Soil heterogeneity and soil fertility gradients in smallholder agricultural systems of the east african highlands
Tittonell, P.A. ; Muriuki, A. ; Klapwijk, C.J. ; Shepherd, K.D. ; Coe, R. ; Vanlauwe, B. - \ 2013
Soil Science Society of America Journal 77 (2013)2. - ISSN 0361-5995 - p. 525 - 538.
western kenya - resource-allocation - organic-matter - management - maize - variability - quality - productivity - indicators - tropics
Heterogeneity in soil fertility in these smallholder systems is caused by both inherent soil-landscape and human-induced variability across farms differing in resources and practices. Interventions to address the problem of poor soil fertility in Africa must be designed to target such diversity and spatially heterogeneity. Data on soil management and soil fertility from six districts in Kenya and Uganda were gathered to understand the determinants of soil heterogeneity within farms. Analysis of the variance of soil fertility indicators across 250 randomly selected farms (i.e., 2607 fields), using a mixed model that considered site, sampling frame, farm type, and field as random terms, revealed that the variation in soil organic C (6.5–27.7 g kg-1), total N (0.6–3.0 g kg-1), and available P (0.9–27 mg kg-1) was mostly related to differences in the inherent properties of the soils across sites (50 to 60% of total variance). Exchangeable K+ (0.1–1.1 cmol(+) kg-1), Ca2+ (1.5–14.5 cmol(+) kg-1), Mg2+ (0.6–3.7 cmol(+) kg-1), and pH (5.1–6.9) exhibited larger residual variability associated with field-to-field differences within farms (30 to 50%). Soil fertility indicators decreased significantly with increasing distance from the homesteads.
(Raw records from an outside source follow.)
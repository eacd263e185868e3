use serde::{Deserialize, Serialize};
use std::f64::consts::PI;

/// Web Mercator projection constants
const EARTH_RADIUS: f64 = 6378137.0;
const MAX_LATITUDE: f64 = 85.0511287798;

/// Represents a geographical coordinate with latitude and longitude
#[derive(Debug, Clone, Copy, PartialEq, Serialize, Deserialize)]
pub struct LatLng {
    pub lat: f64,
    pub lng: f64,
}

impl LatLng {
    /// Creates a new LatLng coordinate
    pub fn new(lat: f64, lng: f64) -> Self {
        Self { lat, lng }
    }

    /// Validates that the coordinates are within valid ranges
    pub fn is_valid(&self) -> bool {
        self.lat >= -90.0 && self.lat <= 90.0 && self.lng >= -180.0 && self.lng <= 180.0
    }

    /// Wraps longitude to [-180, 180] range
    pub fn wrap_lng(lng: f64) -> f64 {
        let wrapped = lng % 360.0;
        if wrapped > 180.0 {
            wrapped - 360.0
        } else if wrapped < -180.0 {
            wrapped + 360.0
        } else {
            wrapped
        }
    }

    /// Clamps latitude to the Web Mercator range
    pub fn clamp_lat(lat: f64) -> f64 {
        lat.clamp(-MAX_LATITUDE, MAX_LATITUDE)
    }

    /// Converts to Web Mercator projection (EPSG:3857)
    pub fn to_mercator(&self) -> Point {
        let x = self.lng.to_radians() * EARTH_RADIUS;
        let y = ((PI / 4.0 + self.lat.to_radians() / 2.0).tan().ln()) * EARTH_RADIUS;
        Point::new(x, y)
    }

    /// Creates LatLng from Web Mercator coordinates
    pub fn from_mercator(point: Point) -> Self {
        let lng = (point.x / EARTH_RADIUS).to_degrees();
        let lat = (2.0 * (point.y / EARTH_RADIUS).exp().atan() - PI / 2.0).to_degrees();
        Self::new(lat, lng)
    }
}

impl Default for LatLng {
    fn default() -> Self {
        Self::new(0.0, 0.0)
    }
}

/// Represents a point in screen or projected coordinates
#[derive(Debug, Clone, Copy, PartialEq, Serialize, Deserialize)]
pub struct Point {
    pub x: f64,
    pub y: f64,
}

impl Point {
    pub fn new(x: f64, y: f64) -> Self {
        Self { x, y }
    }

    pub fn add(&self, other: &Point) -> Point {
        Point::new(self.x + other.x, self.y + other.y)
    }

    pub fn subtract(&self, other: &Point) -> Point {
        Point::new(self.x - other.x, self.y - other.y)
    }

    pub fn distance_to(&self, other: &Point) -> f64 {
        let dx = self.x - other.x;
        let dy = self.y - other.y;
        (dx * dx + dy * dy).sqrt()
    }

    pub fn floor(&self) -> Point {
        Point::new(self.x.floor(), self.y.floor())
    }
}

impl Default for Point {
    fn default() -> Self {
        Self::new(0.0, 0.0)
    }
}

/// Represents a bounding box of geographical coordinates
#[derive(Debug, Clone, PartialEq, Serialize, Deserialize)]
pub struct LatLngBounds {
    pub south_west: LatLng,
    pub north_east: LatLng,
}

impl LatLngBounds {
    pub fn new(south_west: LatLng, north_east: LatLng) -> Self {
        Self {
            south_west,
            north_east,
        }
    }

    /// Creates bounds from individual coordinates
    pub fn from_coords(south: f64, west: f64, north: f64, east: f64) -> Self {
        Self::new(LatLng::new(south, west), LatLng::new(north, east))
    }

    /// Checks if the bounds contain a point
    pub fn contains(&self, point: &LatLng) -> bool {
        point.lat >= self.south_west.lat
            && point.lat <= self.north_east.lat
            && point.lng >= self.south_west.lng
            && point.lng <= self.north_east.lng
    }

    /// Extends the bounds to include a point
    pub fn extend(&mut self, point: &LatLng) {
        self.south_west.lat = self.south_west.lat.min(point.lat);
        self.south_west.lng = self.south_west.lng.min(point.lng);
        self.north_east.lat = self.north_east.lat.max(point.lat);
        self.north_east.lng = self.north_east.lng.max(point.lng);
    }

    /// Gets the center point of the bounds
    pub fn center(&self) -> LatLng {
        LatLng::new(
            (self.south_west.lat + self.north_east.lat) / 2.0,
            (self.south_west.lng + self.north_east.lng) / 2.0,
        )
    }

    /// The east-west extent of the bounds in degrees of longitude.
    ///
    /// This is the input to the clustering-factor selection: a wide span
    /// means a zoomed-out view and therefore coarser server-side
    /// aggregation.
    pub fn lng_span(&self) -> f64 {
        (self.north_east.lng - self.south_west.lng).abs()
    }
}

#[cfg(test)]
mod tests {
    use super::*;

    #[test]
    fn test_lat_lng_creation() {
        let coord = LatLng::new(40.7128, -74.0060);
        assert_eq!(coord.lat, 40.7128);
        assert_eq!(coord.lng, -74.0060);
        assert!(coord.is_valid());
    }

    #[test]
    fn test_lat_lng_wrapping() {
        assert_eq!(LatLng::wrap_lng(190.0), -170.0);
        assert_eq!(LatLng::wrap_lng(-190.0), 170.0);
        assert_eq!(LatLng::wrap_lng(45.0), 45.0);
    }

    #[test]
    fn test_bounds_contains() {
        let bounds = LatLngBounds::from_coords(40.0, -75.0, 41.0, -73.0);
        let point_inside = LatLng::new(40.5, -74.0);
        let point_outside = LatLng::new(42.0, -74.0);

        assert!(bounds.contains(&point_inside));
        assert!(!bounds.contains(&point_outside));
    }

    #[test]
    fn test_lng_span() {
        let bounds = LatLngBounds::from_coords(50.0, -1.2, 52.0, 2.0);
        assert!((bounds.lng_span() - 3.2).abs() < 1e-9);
    }

    #[test]
    fn test_mercator_round_trip() {
        let coord = LatLng::new(51.55, 0.0);
        let back = LatLng::from_mercator(coord.to_mercator());
        assert!((back.lat - coord.lat).abs() < 1e-9);
        assert!((back.lng - coord.lng).abs() < 1e-9);
    }
}
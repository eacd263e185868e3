//! Configuration for the search view: endpoints, tile defaults, and
//! behavior toggles.
//!
//! A profile preset resolves to concrete options; individual fields can
//! be adjusted with the builder-style `with_*` methods.

use crate::core::geo::LatLng;

/// Behavior presets for the search view
#[derive(Debug, Clone, PartialEq)]
pub enum SearchProfile {
    /// Production defaults
    Balanced,
    /// Fewer refreshes, no popup detail fetches
    LowBandwidth,
    /// Log every fetch and refresh decision
    Verbose,
    Custom(SearchViewOptions),
}

impl SearchProfile {
    pub fn resolve(&self) -> SearchViewOptions {
        match self {
            Self::Balanced => SearchViewOptions::default(),
            Self::LowBandwidth => SearchViewOptions {
                min_refresh_interval_ms: 1500,
                enable_popups: false,
                ..Default::default()
            },
            Self::Verbose => SearchViewOptions {
                log_fetches: true,
                ..Default::default()
            },
            Self::Custom(options) => options.clone(),
        }
    }
}

impl Default for SearchProfile {
    fn default() -> Self {
        Self::Balanced
    }
}

/// Options controlling endpoints, map defaults, and refresh behavior
#[derive(Debug, Clone, PartialEq)]
pub struct SearchViewOptions {
    /// Base path of the search endpoint
    pub search_endpoint: String,
    /// Base path of the detail-resolution endpoint
    pub resolve_endpoint: String,
    /// Optional language segment for the foldout endpoint
    pub language: Option<String>,
    /// Number of columns in the foldout grid
    pub foldout_cols: u32,
    /// Tile URL template handed to whatever renders the base layer
    pub tile_template: String,
    /// Maximum tile zoom level
    pub tile_max_zoom: f64,
    /// Initial map center
    pub default_center: LatLng,
    /// Initial map zoom
    pub default_zoom: f64,
    /// Whether markers carry popups with resolve links
    pub enable_popups: bool,
    /// Whether the map refreshes on every settled viewport
    pub refresh_on_settle: bool,
    /// Minimum time between two refreshes
    pub min_refresh_interval_ms: u64,
    /// Log each issued fetch at debug level
    pub log_fetches: bool,
}

impl Default for SearchViewOptions {
    fn default() -> Self {
        Self {
            search_endpoint: "/search/".to_string(),
            resolve_endpoint: "/resolve".to_string(),
            language: None,
            foldout_cols: 4,
            tile_template: "http://{s}.tile.osm.org/{z}/{x}/{y}.png".to_string(),
            tile_max_zoom: 22.0,
            default_center: LatLng::new(51.55, 0.0),
            default_zoom: 5.0,
            enable_popups: true,
            refresh_on_settle: true,
            min_refresh_interval_ms: 0,
            log_fetches: false,
        }
    }
}

impl SearchViewOptions {
    pub fn with_search_endpoint(mut self, endpoint: impl Into<String>) -> Self {
        self.search_endpoint = endpoint.into();
        self
    }

    pub fn with_resolve_endpoint(mut self, endpoint: impl Into<String>) -> Self {
        self.resolve_endpoint = endpoint.into();
        self
    }

    pub fn with_language(mut self, language: impl Into<String>) -> Self {
        self.language = Some(language.into());
        self
    }

    pub fn with_foldout_cols(mut self, cols: u32) -> Self {
        self.foldout_cols = cols;
        self
    }

    pub fn with_tile_template(mut self, template: impl Into<String>, max_zoom: f64) -> Self {
        self.tile_template = template.into();
        self.tile_max_zoom = max_zoom;
        self
    }

    pub fn with_default_view(mut self, center: LatLng, zoom: f64) -> Self {
        self.default_center = center;
        self.default_zoom = zoom;
        self
    }
}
When this variable was included in the model, the unexplained residual variances—associated with soil heterogeneity within farms—were 38% for soil C; 32% for total N; 49% for available P; 56, 49, and 38% for exchangeable K+, Ca2+ and Mg2+, respectively; and 49% for the pH. In allocating nutrient resources, farmers prioritized fields they perceived as most fertile, reinforcing soil heterogeneity. Categorization of fields within a farm with respect to distance from the homestead, and soil fertility classes as perceived by farmers, were identified as entry points to target soil fertility recommendations to easily recognizable, distinct entities.